We analyzed scRNA-seq data from the GSE75688 dataset to explore the expression patterns of autophagy-related genes (ARGs) across distinct cellular clusters. ARGs were retrieved from the GeneCards database, and bulk RNA-seq data were obtained from The Cancer Genome Atlas (TCGA). Cox proportional hazards regression was employed to construct a prognostic risk model based on ARGs. Patients were subsequently stratified into high-risk and low-risk groups according to their risk scores. For external validation, we used gene expression data from the GSE20685 and GSE48390 datasets. Receiver operating characteristic (ROC) curve analysis was performed to evaluate the performance of the 3-gene signature.
Using the FindClusters function in Seurat, all cells were grouped into four distinct clusters, highlighting the intratumoral heterogeneity within the samples. Significant differences in autophagy scores were observed among the clusters. Fifteen differentially expressed autophagy-related genes were identified, and a prognostic signature consisting of three autophagy-related genes - FEZ1, STX11, and ADAMTSL1 - was developed. Based on this model, patients were classified into high- and low-risk groups, with a statistically significant difference in survival between the two groups (log-rank test, = 0.0011). The model demonstrated robust predictive performance with an AUC of 0.761 in the external validation dataset. A nomogram incorporating the 3-gene signature and clinical factors showed strong prognostic discrimination.

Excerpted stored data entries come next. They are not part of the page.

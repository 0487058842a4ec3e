use std::{sync::Arc, time::Duration};

use dashmap::DashMap;
use rqfs::{
    marker_path,
    path::{Path, PathBuf},
    Method, QueueEntry, SyncEvent,
};
use tokio::{
    io,
    sync::{broadcast, watch, Mutex, Semaphore},
    task::JoinSet,
    time,
};

use crate::{
    queue::RequestQueue,
    storage::{LocalStorage, RemoteStorage},
};

#[derive(Debug, Clone)]
pub struct SyncOptions {
    /// How many parent directories may replay at the same time.
    pub concurrency: usize,
    /// How many failed attempts before an entry is purged.
    pub retry_limit: u32,
    pub backoff: Duration,
    pub max_backoff: Duration,
}

impl Default for SyncOptions {
    fn default() -> Self {
        Self {
            concurrency: 4,
            retry_limit: 5,
            backoff: Duration::from_secs(1),
            max_backoff: Duration::from_secs(32),
        }
    }
}

impl From<&rqfs::Config> for SyncOptions {
    fn from(config: &rqfs::Config) -> Self {
        Self {
            concurrency: config.sync_concurrency,
            retry_limit: config.retry_limit,
            backoff: Duration::from_secs(config.backoff_secs),
            max_backoff: Duration::from_secs(config.max_backoff_secs),
        }
    }
}

/// Background drainer of the request queue against the remote repository.
///
/// Entries replay in FIFO order within a parent directory; across parents
/// replay is concurrent, bounded by [SyncOptions::concurrency]. Failures
/// never reach clients, they surface as [SyncEvent]s.
pub struct SyncProcessor<W, R> {
    queue: Arc<RequestQueue>,
    work: Arc<W>,
    remote: Arc<R>,
    opts: SyncOptions,
    semaphore: Arc<Semaphore>,
    parent_locks: Arc<DashMap<PathBuf, Arc<Mutex<()>>>>,
    events: broadcast::Sender<SyncEvent>,
}

impl<W, R> Clone for SyncProcessor<W, R> {
    fn clone(&self) -> Self {
        Self {
            queue: self.queue.clone(),
            work: self.work.clone(),
            remote: self.remote.clone(),
            opts: self.opts.clone(),
            semaphore: self.semaphore.clone(),
            parent_locks: self.parent_locks.clone(),
            events: self.events.clone(),
        }
    }
}

enum Outcome {
    Done,
    Purge(rqfs::Error),
    Stopped,
}

impl<W, R> SyncProcessor<W, R>
where
    W: LocalStorage,
    R: RemoteStorage,
{
    pub fn new(queue: Arc<RequestQueue>, work: Arc<W>, remote: Arc<R>, opts: SyncOptions) -> Self {
        let (events, _) = broadcast::channel(64);
        let semaphore = Arc::new(Semaphore::new(opts.concurrency.max(1)));
        Self {
            queue,
            work,
            remote,
            opts,
            semaphore,
            parent_locks: Arc::new(DashMap::new()),
            events,
        }
    }

    /// Lifecycle events: start, end, error and purge of queue entries.
    pub fn subscribe(&self) -> broadcast::Receiver<SyncEvent> {
        self.events.subscribe()
    }

    /// Runs until `stop` turns true. Stops at entry boundaries only.
    pub async fn run(self, mut stop: watch::Receiver<bool>) {
        log::info!("sync processor started");
        loop {
            if *stop.borrow() {
                break;
            }
            if self.queue.is_empty() {
                tokio::select! {
                    _ = self.queue.notified() => {}
                    res = stop.changed() => {
                        if res.is_err() {
                            break;
                        }
                    }
                }
                continue;
            }
            self.drain_round(&stop).await;
        }
        log::info!("sync processor stopped");
    }

    /// Drains everything currently pending, one task per parent directory.
    async fn drain_round(&self, stop: &watch::Receiver<bool>) {
        let parents = self.queue.parents();
        let mut set = JoinSet::new();
        for parent in parents {
            let this = self.clone();
            let stop = stop.clone();
            set.spawn(async move { this.drain_parent(parent, stop).await });
        }
        while let Some(res) = set.join_next().await {
            if let Err(err) = res {
                log::error!("sync task panicked: {err}");
            }
        }
    }

    async fn drain_parent(&self, parent: PathBuf, mut stop: watch::Receiver<bool>) {
        let Ok(_permit) = self.semaphore.clone().acquire_owned().await else {
            return;
        };
        loop {
            if *stop.borrow() {
                break;
            }
            let Some(entry) = self.queue.front(&parent) else {
                break;
            };

            // a MOVE that changes parents serializes against both
            let mut keys = vec![parent.clone()];
            if let Some(dest_parent) = entry
                .dest_path
                .as_ref()
                .and_then(|dest| dest.parent())
                .filter(|p| *p != parent.as_path())
            {
                keys.push(dest_parent.to_owned());
            }
            keys.sort();
            let locks: Vec<Arc<Mutex<()>>> = keys.iter().map(|k| self.parent_lock(k)).collect();
            let mut guards = Vec::with_capacity(locks.len());
            for lock in &locks {
                guards.push(lock.lock().await);
            }

            match self.process(&entry, &mut stop).await {
                Outcome::Done => {
                    let _ = self.events.send(SyncEvent::End(entry.clone()));
                    if let Err(err) = self.queue.confirm(&parent, &entry).await {
                        log::error!("failed to persist queue after {}: {err}", entry.path);
                    }
                }
                Outcome::Purge(err) => {
                    log::error!("purging {} for {}: {err}", entry.method, entry.path);
                    if let Err(err) = self.queue.confirm(&parent, &entry).await {
                        log::error!("failed to persist queue after {}: {err}", entry.path);
                    }
                    let _ = self.events.send(SyncEvent::Purged(vec![entry]));
                }
                // the entry stays queued for the next run
                Outcome::Stopped => break,
            }
        }
    }

    async fn process(&self, entry: &QueueEntry, stop: &mut watch::Receiver<bool>) -> Outcome {
        let _ = self.events.send(SyncEvent::Start(entry.clone()));
        let mut failures = 0u32;
        let mut delay = self.opts.backoff;
        loop {
            if *stop.borrow() {
                return Outcome::Stopped;
            }
            match self.replay(entry).await {
                Ok(()) => return Outcome::Done,
                Err(err) => {
                    let _ = self
                        .events
                        .send(SyncEvent::Error(entry.clone(), err.clone()));
                    if is_transient(&err) {
                        log::warn!(
                            "{} for {} failed, will retry: {err}",
                            entry.method,
                            entry.path
                        );
                    } else {
                        failures += 1;
                        log::error!(
                            "{} for {} failed ({failures}/{}): {err}",
                            entry.method,
                            entry.path,
                            self.opts.retry_limit
                        );
                        if failures >= self.opts.retry_limit {
                            return Outcome::Purge(err);
                        }
                    }
                    tokio::select! {
                        _ = time::sleep(delay) => {}
                        res = stop.changed() => {
                            if res.is_err() {
                                return Outcome::Stopped;
                            }
                        }
                    }
                    delay = (delay * 2).min(self.opts.max_backoff);
                }
            }
        }
    }

    async fn replay(&self, entry: &QueueEntry) -> rqfs::Result<()> {
        match entry.method {
            Method::Put | Method::Post => {
                let fs_path = entry.local_prefix.join(entry.path.without_root().as_str());
                let data = tokio::fs::File::open(&fs_path).await.map_err(|err| {
                    match err.kind() {
                        io::ErrorKind::NotFound => rqfs::Error::NotFound(entry.path.clone()),
                        _ => rqfs::Error::from(err),
                    }
                })?;
                self.remote.write_file(&entry.path, data).await?;
                if entry.method == Method::Put {
                    // upload confirmed, the creation marker can go
                    self.work.delete(&marker_path(&entry.path)).await?;
                }
                Ok(())
            }
            Method::Delete => match self.remote.delete(&entry.path).await {
                Ok(()) => Ok(()),
                // already gone on the remote
                Err(err) if err.status() == Some(404) => Ok(()),
                Err(err) => Err(err),
            },
            Method::Move => {
                let dest = entry.dest_path.as_ref().ok_or_else(|| {
                    rqfs::queue_error!("MOVE entry without destination: {}", entry.path)
                })?;
                self.remote.move_entry(&entry.path, dest).await?;
                Ok(())
            }
        }
    }

    fn parent_lock(&self, parent: &Path) -> Arc<Mutex<()>> {
        self.parent_locks
            .entry(parent.to_owned())
            .or_default()
            .clone()
    }
}

/// Whether replay may eventually succeed without operator intervention.
fn is_transient(err: &rqfs::Error) -> bool {
    match err {
        rqfs::Error::Remote {
            status: Some(status),
            ..
        } => *status >= 500 || *status == 429 || *status == 408,
        // transport-level failure, typically the remote being unreachable
        rqfs::Error::Remote { status: None, .. } => true,
        _ => false,
    }
}
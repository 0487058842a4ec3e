use async_stream::try_stream;
use futures::{Future, Stream, TryStreamExt};
use rqfs::{
    path::{FsPath, Path, PathBuf},
    Metadata,
};
use rqfsd::storage;
use rqfsd::storage::fs::FileSystem;
use rqfsd::storage::{
    Delete as _, DirEntries as _, Exists as _, MkDir as _, MoveEntry as _, ReadFile as _,
    Stat as _, WriteFile as _,
};
use tokio::{fs, io};
use url::Url;

/// Content repository stub backed by a plain directory.
/// Mirrors the HTTP adapter's error mapping where the overlay depends on
/// it: deleting or moving something that is gone reports a 404.
#[derive(Debug, Clone)]
pub struct Stub {
    inner: FileSystem,
}

impl Stub {
    pub fn new(path: &FsPath) -> anyhow::Result<Self> {
        let inner = FileSystem::new(path)?;
        Ok(Self { inner })
    }

    pub fn root(&self) -> &FsPath {
        self.inner.root()
    }
}

impl storage::Exists for Stub {
    fn exists(&self, path: &Path) -> impl Future<Output = rqfs::Result<bool>> + Send {
        self.inner.exists(path)
    }
}

impl storage::Stat for Stub {
    fn metadata(
        &self,
        path: &Path,
    ) -> impl Future<Output = rqfs::Result<Option<Metadata>>> + Send {
        self.inner.metadata(path)
    }
}

impl storage::DirEntries for Stub {
    /// Repository listings come back in server order; the stub uses name
    /// order so merges are reproducible.
    fn dir_entries(
        &self,
        parent_path: &Path,
    ) -> impl Stream<Item = rqfs::Result<Metadata>> + Send {
        let inner = self.inner.clone();
        let parent_path = parent_path.to_owned();
        try_stream! {
            let mut entries: Vec<Metadata> =
                inner.dir_entries(&parent_path).try_collect().await?;
            entries.sort_unstable_by(|a, b| a.name().cmp(b.name()));
            for entry in entries {
                yield entry;
            }
        }
    }
}

impl storage::ReadFile for Stub {
    fn read_file(
        &self,
        path: PathBuf,
    ) -> impl Future<Output = rqfs::Result<impl io::AsyncRead + Send>> + Send {
        self.inner.read_file(path)
    }
}

impl storage::WriteFile for Stub {
    fn write_file(
        &self,
        path: &Path,
        data: impl io::AsyncRead + Send,
    ) -> impl Future<Output = rqfs::Result<Metadata>> + Send {
        self.inner.write_file(path, data)
    }
}

impl storage::MkDir for Stub {
    fn mkdir(
        &self,
        path: &Path,
        parents: bool,
    ) -> impl Future<Output = rqfs::Result<()>> + Send {
        self.inner.mkdir(path, parents)
    }
}

impl storage::MoveEntry for Stub {
    fn move_entry(
        &self,
        src: &Path,
        dest: &Path,
    ) -> impl Future<Output = rqfs::Result<Metadata>> + Send {
        self.inner.move_entry(src, dest)
    }
}

impl storage::Delete for Stub {
    async fn delete(&self, path: &Path) -> rqfs::Result<()> {
        if !self.inner.exists(path).await? {
            return Err(rqfs::Error::remote(Some(404), path.as_str().to_string()));
        }
        self.inner.delete(path).await
    }
}

impl storage::ResourceUrl for Stub {
    fn resource_url(&self, path: &Path) -> rqfs::Result<Url> {
        let fs_path = self.root().join(path.without_root().as_str());
        Url::from_file_path(fs_path.as_std_path())
            .map_err(|()| rqfs::remote_error!(None, "no resource URL for {path}"))
    }
}

impl rqfsd::Shutdown for Stub {
    async fn shutdown(&self) -> anyhow::Result<()> {
        let _ = fs::remove_dir_all(self.root()).await;
        Ok(())
    }
}

impl storage::Storage for Stub {}

impl storage::RemoteStorage for Stub {}
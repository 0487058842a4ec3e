use anyhow::Context;
use glob::{MatchOptions, Pattern, PatternError};
use serde::{Deserialize, Serialize};
use url::Url;

use crate::path::{FsPath, FsPathBuf, Path};

/// Predicate over file names, built from glob patterns.
/// Used for the temporary-file pattern of the share: names matching it are
/// served but never queued against the remote.
#[derive(Debug, Default, Clone)]
pub struct PatternList(Vec<Pattern>, MatchOptions);

impl PatternList {
    pub fn new<I>(patterns: I) -> Result<PatternList, PatternError>
    where
        I: IntoIterator,
        I::Item: AsRef<str>,
    {
        let patterns: Result<Vec<_>, _> = patterns
            .into_iter()
            .map(|p| Pattern::new(p.as_ref()))
            .collect();
        Ok(PatternList(patterns?, MatchOptions::new()))
    }

    /// Whether the final component of `path` matches any pattern.
    pub fn matches<P: AsRef<Path>>(&self, path: P) -> bool {
        let name = path.as_ref().file_name().unwrap_or("");
        self.0.iter().any(|p| p.matches_with(name, self.1))
    }
}

fn default_tmp_patterns() -> Vec<String> {
    vec!["~*".to_string(), ".smbdelete*".to_string(), "*.tmp".to_string()]
}

fn default_concurrency() -> usize {
    4
}

fn default_retry_limit() -> u32 {
    5
}

fn default_backoff_secs() -> u64 {
    1
}

fn default_max_backoff_secs() -> u64 {
    32
}

#[derive(Debug, Clone, Serialize, Deserialize)]
pub struct Config {
    /// Root of the local content tree.
    pub local_dir: FsPathBuf,
    /// Root of the sibling work tree holding sidecar metadata.
    pub work_dir: FsPathBuf,
    /// Base URL of the remote content repository.
    pub remote_url: Url,
    #[serde(default = "default_tmp_patterns")]
    pub tmp_patterns: Vec<String>,
    #[serde(default = "default_concurrency")]
    pub sync_concurrency: usize,
    #[serde(default = "default_retry_limit")]
    pub retry_limit: u32,
    #[serde(default = "default_backoff_secs")]
    pub backoff_secs: u64,
    #[serde(default = "default_max_backoff_secs")]
    pub max_backoff_secs: u64,
}

impl Config {
    pub async fn load_from_file(path: &FsPath) -> anyhow::Result<Self> {
        let config_json = tokio::fs::read(&path)
            .await
            .with_context(|| format!("Failed to read config from {path}"))?;
        let config_json = std::str::from_utf8(&config_json)?;
        Ok(serde_json::from_str(config_json)?)
    }

    pub fn tmp_pattern_list(&self) -> anyhow::Result<PatternList> {
        Ok(PatternList::new(self.tmp_patterns.iter())?)
    }
}
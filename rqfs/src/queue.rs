use std::fmt;

use serde::{Deserialize, Serialize};

use crate::path::{FsPathBuf, Path, PathBuf};

/// HTTP method a queued mutation replays with.
#[derive(Debug, Clone, Copy, PartialEq, Eq, Serialize, Deserialize)]
pub enum Method {
    Put,
    Post,
    Delete,
    Move,
}

impl fmt::Display for Method {
    fn fmt(&self, f: &mut fmt::Formatter<'_>) -> fmt::Result {
        match self {
            Method::Put => f.write_str("PUT"),
            Method::Post => f.write_str("POST"),
            Method::Delete => f.write_str("DELETE"),
            Method::Move => f.write_str("MOVE"),
        }
    }
}

/// A pending mutation, durable across restart.
#[derive(Debug, Clone, PartialEq, Eq, Serialize, Deserialize)]
pub struct QueueEntry {
    pub method: Method,
    /// Logical source name.
    pub path: PathBuf,
    /// Logical destination name, for MOVE.
    pub dest_path: Option<PathBuf>,
    /// Absolute remote root to resolve the upload target at replay time.
    pub remote_prefix: String,
    /// Absolute local root to resolve the bytes at replay time.
    pub local_prefix: FsPathBuf,
}

impl QueueEntry {
    /// The queue key this entry files under.
    pub fn parent(&self) -> &Path {
        self.path.parent().unwrap_or(Path::root())
    }

    pub fn name(&self) -> &str {
        self.path.file_name().unwrap_or("")
    }
}

/// Lifecycle events emitted by the sync processor.
/// Processor failures never propagate to clients; they surface here.
#[derive(Debug, Clone)]
pub enum SyncEvent {
    Start(QueueEntry),
    End(QueueEntry),
    Error(QueueEntry, crate::Error),
    /// Entries abandoned after exhausting the retry limit.
    Purged(Vec<QueueEntry>),
}
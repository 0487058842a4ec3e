pub mod config;
pub mod loc;

mod conflict;
mod error;
mod metadata;

pub use crate::{
    config::{Config, PatternList},
    conflict::Conflict,
    error::*,
    metadata::Metadata,
    queue::{Method, QueueEntry, SyncEvent},
};

pub mod path;
pub mod queue;

/// Suffix of the creation marker sidecar in the work tree.
/// `<name>.rqcf` present means: created by a client, not yet confirmed on
/// the remote.
pub const MARKER_SUFFIX: &str = ".rqcf";

/// Work-tree path of the creation marker for a logical name.
pub fn marker_path(path: &path::Path) -> path::PathBuf {
    path::PathBuf::from(format!("{path}{MARKER_SUFFIX}"))
}
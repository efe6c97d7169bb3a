use chrono::NaiveDate;
use indexmap::IndexMap;
use serde::Serialize;

use crate::model::time_entry::TimeEntry;

/// All entries logged on one date
#[derive(Debug, Clone, PartialEq, Serialize)]
#[serde(rename_all = "camelCase")]
pub struct DayGroup {
    pub date: String,
    pub total_hours: f64,
    pub entries: Vec<TimeEntry>,
}

/// Time entry filter for the time view
#[derive(Debug, Clone, Default)]
pub struct EntryFilter {
    pub date: Option<String>,
    /// Case-insensitive project name
    pub project: Option<String>,
}

impl EntryFilter {
    pub fn matches(&self, entry: &TimeEntry) -> bool {
        if let Some(ref date) = self.date
            && entry.date != *date
        {
            return false;
        }
        if let Some(ref project) = self.project
            && !entry.project.eq_ignore_ascii_case(project)
        {
            return false;
        }
        true
    }
}

/// Group entries by date. With `newest_first` the file order is reversed
/// before grouping, so an append-only log reads latest day first. Days keep
/// the order in which they are first seen.
pub fn group_by_date(entries: &[TimeEntry], newest_first: bool) -> Vec<DayGroup> {
    let mut ordered: Vec<&TimeEntry> = entries.iter().collect();
    if newest_first {
        ordered.reverse();
    }

    let mut days: IndexMap<&str, Vec<TimeEntry>> = IndexMap::new();
    for entry in ordered {
        days.entry(entry.date.as_str())
            .or_default()
            .push(entry.clone());
    }

    days.into_iter()
        .map(|(date, entries)| DayGroup {
            date: date.to_string(),
            total_hours: total_hours(&entries),
            entries,
        })
        .collect()
}

pub fn total_hours(entries: &[TimeEntry]) -> f64 {
    entries.iter().map(|e| e.duration_hours).sum()
}

/// Hours per project, in order of first appearance
pub fn project_totals(entries: &[TimeEntry]) -> Vec<(String, f64)> {
    let mut totals: IndexMap<&str, f64> = IndexMap::new();
    for entry in entries {
        *totals.entry(entry.project.as_str()).or_insert(0.0) += entry.duration_hours;
    }
    totals
        .into_iter()
        .map(|(project, hours)| (project.to_string(), hours))
        .collect()
}

/// Render `2026-02-17` as `Tuesday, Feb 17, 2026`. Anything that isn't a
/// calendar date comes back unchanged.
pub fn format_date_heading(date: &str) -> String {
    match NaiveDate::parse_from_str(date, "%Y-%m-%d") {
        Ok(d) => d.format("%A, %b %-d, %Y").to_string(),
        Err(_) => date.to_string(),
    }
}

This study uncovered significant variation in autophagy levels among different breast cancer cell clusters. Furthermore, we established a novel 3-gene autophagy-related prognostic model that effectively stratifies patient risk and provides a potential tool for personalized prognosis in breast cancer.
本研究旨在利用单细胞RNA测序(scRNA-seq)阐明乳腺癌中的自噬格局,并基于传统的高通量RNA测序(批量RNA-seq)为乳腺癌患者开发一种预后模型。
我们分析了来自GSE75688数据集的scRNA-seq数据,以探索自噬相关基因(ARG)在不同细胞簇中的表达模式。从GeneCards数据库中检索ARG,并从癌症基因组图谱(TCGA)获得批量RNA-seq数据。采用Cox比例风险回归基于ARG构建预后风险模型。随后根据患者的风险评分将其分为高风险和低风险组。为了进行外部验证,我们使用了来自GSE20685和GSE48390数据集的基因表达数据。进行了受试者工作特征(ROC)曲线分析以评估三基因特征的性能。
使用Seurat中的FindClusters函数,将所有细胞分为四个不同的簇,突出了样本中的肿瘤内异质性。在各簇之间观察到自噬评分存在显著差异。鉴定出15个差异表达的自噬相关基因,并开发了一种由三个自噬相关基因——FEZ1、STX11和ADAMTSL1组成的预后特征。基于该模型,将患者分为高风险和低风险组,两组之间的生存率存在统计学显著差异(对数秩检验,=0.0011)。该模型在外部验证数据集中显示出强大的预测性能,AUC为0.761。包含三基因特征和临床因素的列线图显示出强大的预后判别能力。
本研究揭示了不同乳腺癌细胞簇之间自噬水平的显著差异。此外,我们建立了一种新的三基因自噬相关预后模型,该模型有效地对患者风险进行分层,并为乳腺癌的个性化预后提供了一种潜在工具。